Current Syllabus

Mon Oct 21 2024 19:11:32 GMT-0500 (Central Daylight Time)

I will be continuously updating this as I get further into it. Some reading I will leave undecided but will figure out as I go.

Introduction

The world is heading for disaster.[1]

I am lost for any exciting or promising political projects. This summer I quit my job because it felt like an intellectual and political dead end, and I now have the luxury of using my time solely in pursuit of finding something that will motivate me. This means either changing my current understanding of the world or discovering new horizons for political action, or both. If neither of these prove sufficient, answering this question may require me to just figure out some new ideas.

I am putting together the following syllabus with the suspicion that these trains of thought have yet to be exhausted, and might lend themselves to further elaboration today. Each week I've tried to select readings that fall into both of the two categories mentioned above, either questioning my underlying beliefs or presenting new contemporary political horizons. Also some stuff is just for fun.

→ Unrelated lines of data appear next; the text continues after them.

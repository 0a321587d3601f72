//! Common test utilities and fixtures.

pub mod fixtures;
pub mod server;
pub mod ws;

#[allow(unused_imports)]
pub use fixtures::*;
#[allow(unused_imports)]
pub use server::*;
#[allow(unused_imports)]
pub use ws::*;
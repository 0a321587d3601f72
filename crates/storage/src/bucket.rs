//! Deterministic bucket naming.

use crate::traits::BUCKET_PREFIX;
use sha2::{Digest, Sha256};

/// Hex characters of the digest kept in the bucket name.
const BUCKET_HASH_LEN: usize = 48;

/// Derive the bucket name for a scope under a given access key.
///
/// `ferry-` followed by the first 48 hex characters of
/// `sha256(scope || 0x00 || access_key_id)`. The result is 54 characters of
/// lowercase ASCII, which every S3-compatible service accepts.
pub fn bucket_name(scope: &str, access_key_id: &str) -> String {
    let mut hasher = Sha256::new();
    hasher.update(scope.as_bytes());
    hasher.update([0u8]);
    hasher.update(access_key_id.as_bytes());
    let digest = hex::encode(hasher.finalize());
    format!("{BUCKET_PREFIX}{}", &digest[..BUCKET_HASH_LEN])
}

#[cfg(test)]
mod tests {
    use super::*;

    #[test]
    fn test_bucket_name_is_deterministic() {
        let a = bucket_name("alice", "AKID");
        let b = bucket_name("alice", "AKID");
        assert_eq!(a, b);
        assert_eq!(a.len(), 54);
        assert!(a.starts_with("ferry-"));
        assert!(a[6..].chars().all(|c| c.is_ascii_hexdigit() && !c.is_ascii_uppercase()));
    }

    #[test]
    fn test_bucket_name_separates_scope_and_key() {
        assert_ne!(bucket_name("alice", "AKID"), bucket_name("bob", "AKID"));
        assert_ne!(bucket_name("alice", "AKID"), bucket_name("alice", "OTHER"));
        // The separator keeps ("ab", "c") and ("a", "bc") apart.
        assert_ne!(bucket_name("ab", "c"), bucket_name("a", "bc"));
    }
}
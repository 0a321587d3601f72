//! Storage provider repository.

use crate::error::MetadataResult;
use crate::models::NewStorageProvider;
use async_trait::async_trait;
use ferry_core::StorageProvider;

/// Repository for configured storage accounts.
#[async_trait]
pub trait StorageProviderRepo: Send + Sync {
    /// Insert a provider, or replace the one with the same id.
    async fn add_storage_provider(&self, provider: &NewStorageProvider) -> MetadataResult<()>;

    /// All providers, ordered by id.
    async fn get_storage_providers(&self) -> MetadataResult<Vec<StorageProvider>>;

    async fn get_storage_provider(&self, id: &str) -> MetadataResult<Option<StorageProvider>>;
}
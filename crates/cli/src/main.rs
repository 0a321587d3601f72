//! `ferry`: coordinating server, transfer clients and administration.

mod config;

use anyhow::{Context, Result};
use clap::{Args, Parser, Subcommand, ValueEnum};
use ferry_client::{ClientSession, DownloadClient, Transfer, UploadClient};
use ferry_core::TokenClaims;
use ferry_core::config::{AppConfig, ClientConfig};
use ferry_metadata::{MetadataStore, NewStorageProvider, StorageProviderRepo};
use ferry_server::{ProviderStorageFactory, ServerHandle};
use ferry_signer::{KeyPair, PublicKey, TokenSigner, TokenVerifier};
use std::path::PathBuf;
use std::sync::Arc;
use tokio_util::sync::CancellationToken;
use tracing_subscriber::{layer::SubscriberExt, util::SubscriberInitExt};

#[derive(Parser)]
#[command(name = "ferry")]
#[command(about = "Multipart, resumable, verified file transfers through object storage")]
#[command(version)]
struct Cli {
    #[command(subcommand)]
    command: Commands,
}

#[derive(Args, Clone, Debug)]
struct ConfigArgs {
    /// TOML configuration file
    #[arg(long, env = "FERRY_CONFIG")]
    config: Option<PathBuf>,
}

#[derive(Args, Clone, Debug)]
struct DatabaseArgs {
    /// Ledger database type
    #[arg(long, value_parser = ["sqlite", "postgres"])]
    database_type: Option<String>,

    /// Ledger connection string (a file path for sqlite)
    #[arg(long)]
    connection_string: Option<String>,
}

#[derive(Args, Clone, Debug)]
struct SessionArgs {
    /// Coordinating server URL
    #[arg(long, env = "FERRY_ENDPOINT")]
    endpoint: String,

    /// Session token from `ferry create-token`
    #[arg(long, env = "FERRY_TOKEN", hide_env_values = true)]
    token: String,
}

#[derive(Clone, Copy, Debug, PartialEq, Eq, ValueEnum)]
enum TokenType {
    Upload,
    Download,
}

#[derive(Subcommand)]
enum Commands {
    /// Create or update the ledger schema
    Synchronize {
        #[command(flatten)]
        database: DatabaseArgs,
        #[command(flatten)]
        config: ConfigArgs,
    },
    /// Register an S3-compatible storage provider
    AddStorageProvider {
        /// Provider id referenced by upload tokens
        #[arg(long)]
        id: String,
        /// Storage endpoint host
        #[arg(long)]
        endpoint: String,
        #[arg(long)]
        region: String,
        #[arg(long)]
        access_key_id: String,
        #[arg(long, env = "FERRY_SECRET_ACCESS_KEY", hide_env_values = true)]
        secret_access_key: String,
        /// Location constraint used when creating buckets
        #[arg(long)]
        bucket_location_constraint: Option<String>,
        /// Download URL template with {bucket} and {key} placeholders
        #[arg(long)]
        download_url_template: Option<String>,
        #[command(flatten)]
        database: DatabaseArgs,
        #[command(flatten)]
        config: ConfigArgs,
    },
    /// Sign a session token, generating the key pair if needed
    CreateToken {
        /// Secret key file; the public key is written to <file>.pub
        #[arg(long)]
        private_key_file: PathBuf,
        /// Key name used when generating a new key pair
        #[arg(long, default_value = "ferry")]
        key_name: String,
        #[arg(long = "type", value_enum)]
        token_type: TokenType,
        /// Upload scope name
        #[arg(long)]
        name: Option<String>,
        /// Storage provider for uploads
        #[arg(long)]
        storage_provider_id: Option<String>,
    },
    /// Run the coordinating server
    Serve {
        #[arg(long)]
        port: Option<u16>,
        /// Public key used to verify session tokens
        #[arg(long)]
        public_key_file: Option<PathBuf>,
        #[command(flatten)]
        database: DatabaseArgs,
        #[command(flatten)]
        config: ConfigArgs,
    },
    /// Upload a file or directory tree
    UploadClient {
        #[command(flatten)]
        session: SessionArgs,
        /// File or directory to upload
        #[arg(long)]
        path: PathBuf,
        #[arg(long)]
        num_threads: Option<usize>,
        #[arg(long)]
        min_part_size: Option<u64>,
        #[arg(long)]
        max_part_count: Option<u64>,
        #[command(flatten)]
        config: ConfigArgs,
    },
    /// Receive broadcast parts into a local directory until interrupted
    DownloadClient {
        #[command(flatten)]
        session: SessionArgs,
        /// Destination root; files land in <path>/<name>/<file path>
        #[arg(long)]
        path: PathBuf,
        #[arg(long)]
        num_threads: Option<usize>,
        #[command(flatten)]
        config: ConfigArgs,
    },
}

#[tokio::main]
async fn main() -> Result<()> {
    tracing_subscriber::registry()
        .with(
            tracing_subscriber::EnvFilter::try_from_default_env()
                .unwrap_or_else(|_| "info,tower_http=info".into()),
        )
        .with(tracing_subscriber::fmt::layer())
        .init();

    let Cli { command } = Cli::parse();

    match command {
        Commands::Synchronize { database, config } => handle_synchronize(&database, &config).await,
        Commands::AddStorageProvider {
            id,
            endpoint,
            region,
            access_key_id,
            secret_access_key,
            bucket_location_constraint,
            download_url_template,
            database,
            config,
        } => {
            let provider = NewStorageProvider {
                id,
                endpoint,
                region,
                access_key_id,
                secret_access_key,
                bucket_location_constraint,
                download_url_template,
            };
            handle_add_storage_provider(provider, &database, &config).await
        }
        Commands::CreateToken {
            private_key_file,
            key_name,
            token_type,
            name,
            storage_provider_id,
        } => {
            let token = create_token(
                &private_key_file,
                &key_name,
                token_type,
                name,
                storage_provider_id,
            )?;
            println!("{token}");
            Ok(())
        }
        Commands::Serve {
            port,
            public_key_file,
            database,
            config,
        } => handle_serve(port, public_key_file, &database, &config).await,
        Commands::UploadClient {
            session,
            path,
            num_threads,
            min_part_size,
            max_part_count,
            config,
        } => {
            let mut app = load_config(&config)?;
            apply_client_overrides(&mut app.client, num_threads, min_part_size, max_part_count);
            config::validate(&app)?;
            handle_upload(&session, path, app.client).await
        }
        Commands::DownloadClient {
            session,
            path,
            num_threads,
            config,
        } => {
            let mut app = load_config(&config)?;
            apply_client_overrides(&mut app.client, num_threads, None, None);
            config::validate(&app)?;
            handle_download(&session, path, app.client).await
        }
    }
}

fn load_config(args: &ConfigArgs) -> Result<AppConfig> {
    config::load(args.config.as_deref())
}

async fn open_ledger(
    database: &DatabaseArgs,
    args: &ConfigArgs,
) -> Result<(AppConfig, Arc<dyn MetadataStore>)> {
    let mut app = load_config(args)?;
    config::apply_database(
        &mut app,
        database.database_type.as_deref(),
        database.connection_string.as_deref(),
    )?;
    config::validate(&app)?;
    let metadata = ferry_metadata::from_config(&app.metadata)
        .await
        .context("failed to open ledger")?;
    Ok((app, metadata))
}

async fn handle_synchronize(database: &DatabaseArgs, args: &ConfigArgs) -> Result<()> {
    let (_, metadata) = open_ledger(database, args).await?;
    metadata.migrate().await.context("migration failed")?;
    tracing::info!("ledger schema is up to date");
    Ok(())
}

async fn handle_add_storage_provider(
    provider: NewStorageProvider,
    database: &DatabaseArgs,
    args: &ConfigArgs,
) -> Result<()> {
    anyhow::ensure!(!provider.id.is_empty(), "--id must not be empty");
    let (_, metadata) = open_ledger(database, args).await?;
    metadata
        .add_storage_provider(&provider)
        .await
        .with_context(|| format!("failed to add storage provider {}", provider.id))?;
    tracing::info!(id = %provider.id, endpoint = %provider.endpoint, "storage provider added");
    Ok(())
}

fn create_token(
    private_key_file: &std::path::Path,
    key_name: &str,
    token_type: TokenType,
    name: Option<String>,
    storage_provider_id: Option<String>,
) -> Result<String> {
    let claims = match token_type {
        TokenType::Upload => {
            let name = name.context("--name is required for upload tokens")?;
            let storage_provider_id = storage_provider_id
                .context("--storage-provider-id is required for upload tokens")?;
            TokenClaims::upload(name, storage_provider_id)
        }
        TokenType::Download => TokenClaims::download(),
    };
    let keypair = KeyPair::load_or_generate(private_key_file, key_name).with_context(|| {
        format!(
            "failed to load signing key from {}",
            private_key_file.display()
        )
    })?;
    TokenSigner::new(keypair)
        .sign(&claims)
        .context("failed to sign token")
}

async fn handle_serve(
    port: Option<u16>,
    public_key_file: Option<PathBuf>,
    database: &DatabaseArgs,
    args: &ConfigArgs,
) -> Result<()> {
    let (mut app, metadata) = open_ledger(database, args).await?;
    if let Some(port) = port {
        app.server.port = port;
    }
    if let Some(path) = public_key_file {
        app.server.public_key_file = Some(path);
    }

    let key_path = app
        .server
        .public_key_file
        .clone()
        .context("--public-key-file is required")?;
    let (key_name, public_key) = PublicKey::load(&key_path)
        .with_context(|| format!("failed to read public key {}", key_path.display()))?;
    tracing::info!(key = %key_name, "loaded token verification key");

    metadata
        .health_check()
        .await
        .context("ledger health check failed (run `ferry synchronize` first)")?;

    let storage = Arc::new(ProviderStorageFactory::new(app.server.storage.clone()));
    let handle = ServerHandle::start(
        app.server,
        metadata,
        TokenVerifier::new(public_key),
        storage,
    )
    .await
    .context("failed to start server")?;

    let cancel = handle.cancellation_token();
    tokio::spawn(async move {
        if tokio::signal::ctrl_c().await.is_ok() {
            tracing::info!("shutdown requested");
            cancel.cancel();
        }
    });
    handle.wait().await;
    tracing::info!("server stopped");
    Ok(())
}

fn apply_client_overrides(
    client: &mut ClientConfig,
    num_threads: Option<usize>,
    min_part_size: Option<u64>,
    max_part_count: Option<u64>,
) {
    if let Some(n) = num_threads {
        client.num_threads = n;
    }
    if let Some(size) = min_part_size {
        client.min_part_size = size;
    }
    if let Some(count) = max_part_count {
        client.max_part_count = count;
    }
}

fn http_client(config: &ClientConfig) -> Result<reqwest::Client> {
    reqwest::Client::builder()
        .connect_timeout(config.request_timeout())
        .build()
        .context("failed to build HTTP client")
}

fn cancel_on_ctrl_c() -> CancellationToken {
    let cancel = CancellationToken::new();
    let token = cancel.clone();
    tokio::spawn(async move {
        if tokio::signal::ctrl_c().await.is_ok() {
            tracing::info!("interrupted, finishing in-flight transfers");
            token.cancel();
        }
    });
    cancel
}

async fn handle_upload(session: &SessionArgs, path: PathBuf, config: ClientConfig) -> Result<()> {
    let cancel = cancel_on_ctrl_c();
    let (client_session, _incoming) =
        ClientSession::connect(&session.endpoint, &session.token, None, &cancel)
            .await
            .context("failed to open upload session")?;
    let transfer = Transfer::new(http_client(&config)?, config.max_retries);
    let uploader = UploadClient::new(config, client_session.clone(), transfer)?;

    let result = tokio::select! {
        result = uploader.upload_path(&path) => result.context("upload failed"),
        _ = cancel.cancelled() => Err(anyhow::anyhow!("upload interrupted")),
    };
    client_session.close().await;

    let summary = result?;
    println!(
        "{} files: {} parts uploaded, {} already stored, {} failed ({} bytes)",
        summary.files, summary.uploaded, summary.skipped, summary.failed, summary.bytes
    );
    anyhow::ensure!(summary.failed == 0, "{} parts failed to upload", summary.failed);
    Ok(())
}

async fn handle_download(session: &SessionArgs, path: PathBuf, config: ClientConfig) -> Result<()> {
    tokio::fs::create_dir_all(&path)
        .await
        .with_context(|| format!("failed to create {}", path.display()))?;

    let cancel = cancel_on_ctrl_c();
    let (client_session, incoming) =
        ClientSession::connect(&session.endpoint, &session.token, None, &cancel)
            .await
            .context("failed to open download session")?;
    let transfer = Transfer::new(http_client(&config)?, config.max_retries);
    let downloader = DownloadClient::new(config, path, client_session, incoming, transfer)?;

    let summary = downloader.run(cancel).await.context("download client failed")?;
    println!(
        "{} parts downloaded, {} files verified, {} failed ({} bytes)",
        summary.downloaded, summary.verified, summary.failed, summary.bytes
    );
    Ok(())
}
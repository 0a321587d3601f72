//! Broadcast group of connected download sessions.

use crate::session::{Connection, SessionError};
use ferry_core::{Event, Reply};
use futures::future::join_all;
use std::collections::{HashMap, HashSet};
use std::sync::Mutex;
use std::sync::atomic::{AtomicU64, Ordering};
use std::time::Duration;

struct Subscriber {
    session_id: String,
    connection: Connection,
}

/// Download subscribers plus the session ids seen since start.
#[derive(Default)]
pub struct DownloadHub {
    next_id: AtomicU64,
    subscribers: Mutex<HashMap<u64, Subscriber>>,
    seen_sessions: Mutex<HashSet<String>>,
}

impl DownloadHub {
    pub fn new() -> Self {
        Self::default()
    }

    /// Add a subscriber. Returns its id and whether the session id is new.
    pub fn subscribe(&self, session_id: &str, connection: Connection) -> (u64, bool) {
        let id = self.next_id.fetch_add(1, Ordering::Relaxed);
        let is_new = self
            .seen_sessions
            .lock()
            .map(|mut seen| seen.insert(session_id.to_string()))
            .unwrap_or(true);
        if let Ok(mut subscribers) = self.subscribers.lock() {
            subscribers.insert(
                id,
                Subscriber {
                    session_id: session_id.to_string(),
                    connection,
                },
            );
        }
        (id, is_new)
    }

    pub fn unsubscribe(&self, id: u64) {
        if let Ok(mut subscribers) = self.subscribers.lock() {
            subscribers.remove(&id);
        }
    }

    pub fn subscriber_count(&self) -> usize {
        self.subscribers.lock().map(|s| s.len()).unwrap_or(0)
    }

    fn snapshot(&self) -> Vec<(String, Connection)> {
        self.subscribers
            .lock()
            .map(|subscribers| {
                subscribers
                    .values()
                    .map(|s| (s.session_id.clone(), s.connection.clone()))
                    .collect()
            })
            .unwrap_or_default()
    }

    /// Send `event` as a request to every subscriber and count the ones that
    /// acknowledged within `timeout`.
    pub async fn broadcast_with_ack(&self, event: Event, timeout: Duration) -> usize {
        let name = event.name();
        let requests = self.snapshot().into_iter().map(|(session_id, connection)| {
            let event = event.clone();
            async move {
                match connection.request(event, timeout).await {
                    Ok(Reply::Received) => true,
                    Ok(other) => {
                        tracing::warn!(%session_id, event = name, reply = ?other, "unexpected acknowledgement");
                        false
                    }
                    Err(SessionError::Closed) => false,
                    Err(e) => {
                        tracing::warn!(%session_id, error = %e, "subscriber did not acknowledge");
                        false
                    }
                }
            }
        });
        join_all(requests).await.into_iter().filter(|acked| *acked).count()
    }

    /// Send `event` as a notification to every subscriber. Returns how many
    /// sessions it was handed to.
    pub async fn notify_all(&self, event: Event) -> usize {
        let sends = self.snapshot().into_iter().map(|(_, connection)| {
            let event = event.clone();
            async move { connection.notify(event).await.is_ok() }
        });
        join_all(sends).await.into_iter().filter(|sent| *sent).count()
    }
}

#[cfg(test)]
mod tests {
    use super::*;
    use ferry_core::{FileRef, Frame, FrameKind};
    use tokio::sync::mpsc;

    fn connection() -> (Connection, mpsc::Receiver<Frame>) {
        let (tx, rx) = mpsc::channel(8);
        (Connection::new(tx), rx)
    }

    #[test]
    fn test_session_ids_are_new_once() {
        let hub = DownloadHub::new();
        let (a, _rx_a) = connection();
        let (b, _rx_b) = connection();

        let (first, new_first) = hub.subscribe("s1", a);
        let (second, new_second) = hub.subscribe("s1", b);
        assert!(new_first);
        assert!(!new_second);
        assert_ne!(first, second);
        assert_eq!(hub.subscriber_count(), 2);

        hub.unsubscribe(first);
        assert_eq!(hub.subscriber_count(), 1);
    }

    #[tokio::test]
    async fn test_broadcast_counts_acknowledgements() {
        let hub = DownloadHub::new();
        let (acking, mut acking_rx) = connection();
        let (silent, _silent_rx) = connection();
        hub.subscribe("acking", acking.clone());
        hub.subscribe("silent", silent);

        tokio::spawn(async move {
            while let Some(frame) = acking_rx.recv().await {
                if let FrameKind::Request(_) = frame.kind {
                    acking.resolve(frame.id, Reply::Received);
                }
            }
        });

        let acked = hub
            .broadcast_with_ack(Event::DownloadCreate(Vec::new()), Duration::from_millis(200))
            .await;
        assert_eq!(acked, 1);
    }

    #[tokio::test]
    async fn test_notify_all_skips_closed_sessions() {
        let hub = DownloadHub::new();
        let (open, mut open_rx) = connection();
        let (closed, closed_rx) = connection();
        drop(closed_rx);
        hub.subscribe("open", open);
        hub.subscribe("closed", closed);

        let event = Event::DownloadVerified(FileRef {
            n: "n".to_string(),
            path: "p".to_string(),
        });
        assert_eq!(hub.notify_all(event.clone()).await, 1);
        let frame = open_rx.recv().await.unwrap();
        assert_eq!(frame.kind, FrameKind::Notify(event));
    }
}
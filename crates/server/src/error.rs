//! HTTP-level errors. Everything past the session upgrade is reported over
//! the socket as a `Reply`, so this only covers the upgrade and the small
//! set of plain routes.

use axum::Json;
use axum::http::StatusCode;
use axum::response::{IntoResponse, Response};
use ferry_metadata::MetadataError;
use ferry_signer::SignerError;
use serde::Serialize;

#[derive(Debug, Serialize)]
pub struct ErrorResponse {
    pub code: &'static str,
    pub message: String,
}

#[derive(Debug, thiserror::Error)]
pub enum ApiError {
    #[error("missing session token")]
    MissingToken,

    /// Signature or encoding of the token is bad.
    #[error("invalid session token: {0}")]
    Token(#[from] SignerError),

    /// Token verified but its claims do not describe a usable session.
    #[error("invalid session claims: {0}")]
    Claims(#[from] ferry_core::Error),

    #[error("unknown storage provider: {0}")]
    UnknownProvider(String),

    #[error("storage error: {0}")]
    Storage(#[from] ferry_storage::StorageError),

    #[error("metadata error: {0}")]
    Metadata(#[from] MetadataError),
}

impl ApiError {
    pub fn code(&self) -> &'static str {
        match self {
            Self::MissingToken | Self::Token(_) | Self::Claims(_) => "unauthorized",
            Self::UnknownProvider(_) => "unknown_storage_provider",
            Self::Storage(_) => "storage_error",
            Self::Metadata(e) if e.is_business() => "rejected",
            Self::Metadata(_) => "metadata_error",
        }
    }

    pub fn status_code(&self) -> StatusCode {
        match self {
            Self::MissingToken | Self::Token(_) | Self::Claims(_) => StatusCode::UNAUTHORIZED,
            Self::UnknownProvider(_) => StatusCode::FORBIDDEN,
            Self::Storage(_) => StatusCode::BAD_GATEWAY,
            Self::Metadata(e) if e.is_business() => StatusCode::CONFLICT,
            Self::Metadata(_) => StatusCode::SERVICE_UNAVAILABLE,
        }
    }

    /// Whether the client may retry the same request later.
    pub fn is_transient(&self) -> bool {
        self.status_code().is_server_error()
    }
}

impl IntoResponse for ApiError {
    fn into_response(self) -> Response {
        let status = self.status_code();
        if status.is_server_error() {
            tracing::warn!(error = %self, "request failed");
        } else {
            tracing::debug!(error = %self, %status, "request refused");
        }
        let body = ErrorResponse {
            code: self.code(),
            message: self.to_string(),
        };
        (status, Json(body)).into_response()
    }
}

pub type ApiResult<T> = std::result::Result<T, ApiError>;
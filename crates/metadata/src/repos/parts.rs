//! Part repository.

use crate::error::MetadataResult;
use crate::models::{NewPart, PartRow};
use async_trait::async_trait;
use ferry_core::Range;
use uuid::Uuid;

/// Repository for part admission and completion.
#[async_trait]
pub trait PartRepo: Send + Sync {
    /// Announce a part of `(n, path)`.
    ///
    /// Creates the file on first sight and records its size. Returns `true`
    /// when the caller should transfer the part (new, or known but still
    /// incomplete) and `false` when the part is already complete.
    ///
    /// Fails with `MismatchedSize` if the file already has a different size,
    /// and with `OverlappingRange` if the range shares bytes with a different
    /// range of the same file.
    async fn add_part(&self, n: &str, path: &str, part: &NewPart) -> MetadataResult<bool>;

    /// Point lookup by part identity.
    async fn get_part(&self, checksum_md5: &str, range: Range) -> MetadataResult<Option<PartRow>>;

    /// Mark a part complete and return the owning file's `verified` flag.
    ///
    /// Fails with `PartNotFound` if the part was never announced for this
    /// file. Completing an already complete part is a no-op.
    async fn complete_part(
        &self,
        n: &str,
        path: &str,
        range: Range,
        checksum_md5: &str,
    ) -> MetadataResult<bool>;

    /// Ranges of the file's completed parts, ordered by start.
    async fn get_completed_ranges(&self, file_id: Uuid) -> MetadataResult<Vec<Range>>;
}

“Only a crisis––actual or perceived––produces real change. When that crisis occurs, the actions that are taken depend on the ideas that are lying around. That, I believe, is our basic function: to develop alternatives to existing policies, to keep them alive and available until the politically impossible becomes the politically inevitable.” ― Milton Friedman (lol)

Reading list

Week 1:

The Birth of Tragedy by Friedrich Nietzsche, first half

Journey to the End of the Night by Louis-Ferdinand Céline, p. 1-106

Curtis Yarvin deep dive:

Week 2:

The Birth of Tragedy by Friedrich Nietzsche, second half

Journey to the End of the Night by Louis-Ferdinand Céline, p. 106-204

The Origin of Capitalism by Ellen Meiksins Wood

Week 3:

The Gay Science by Friedrich Nietzsche

Journey to the End of the Night by Louis-Ferdinand Céline, p. 204-308

Colin Drumm deep dive:

Week 4:

The Gay Science by Friedrich Nietzsche

Journey to the End of the Night by Louis-Ferdinand Céline, p. 308-435 + Vollman's afterward

Bullshit Jobs by David Graeber

Week 5:

The Gay Science by Friedrich Nietzsche

Boys book club pick

Phil A. Neel and communist geography check in:

Week 6:

Thus Spoke Zarathustra by Friedrich Nietzsche

Boys book club pick

The Burnout Society by Byung-Chul Han

Week 7:

Thus Spoke Zarathustra by Friedrich Nietzsche

Boys book club pick

CHINA:

Week 8:

Thus Spoke Zarathustra by Friedrich Nietzsche

Boys book club pick

The Concept of the Political by Carl Schmitt

Week 9:

Beyond Good and Evil by Friedrich Nietzsche, p. 1-76

Boys book club pick

Charlotte Fang, exo-science, et al. check-in:

Week 10:

Beyond Good and Evil by Friedrich Nietzsche, p. 77-142

Boys book club pick

Ethics by Baruch Spinoza

Week 11:

Beyond Good and Evil by Friedrich Nietzsche, p. 143-246s

Boys book club pick

MUG:

Week 12:

On the Genealogy of Morality by Friedrich Nietzsche

Boys book club pick

Week 13:

On the Genealogy of Morality by Friedrich Nietzsche

Boys book club pick

Week 14:

On the Genealogy of Morality by Friedrich Nietzsche

Boys book club pick

Week 15:

The Antichrist or Ecce Homo by Friedrich Nietzsche

Boys book club pick

Week 16:

The Antichrist or Ecce Homo by Friedrich Nietzsche

Boys book club pick


Each day I will also read one random article selected from the tabs I have open.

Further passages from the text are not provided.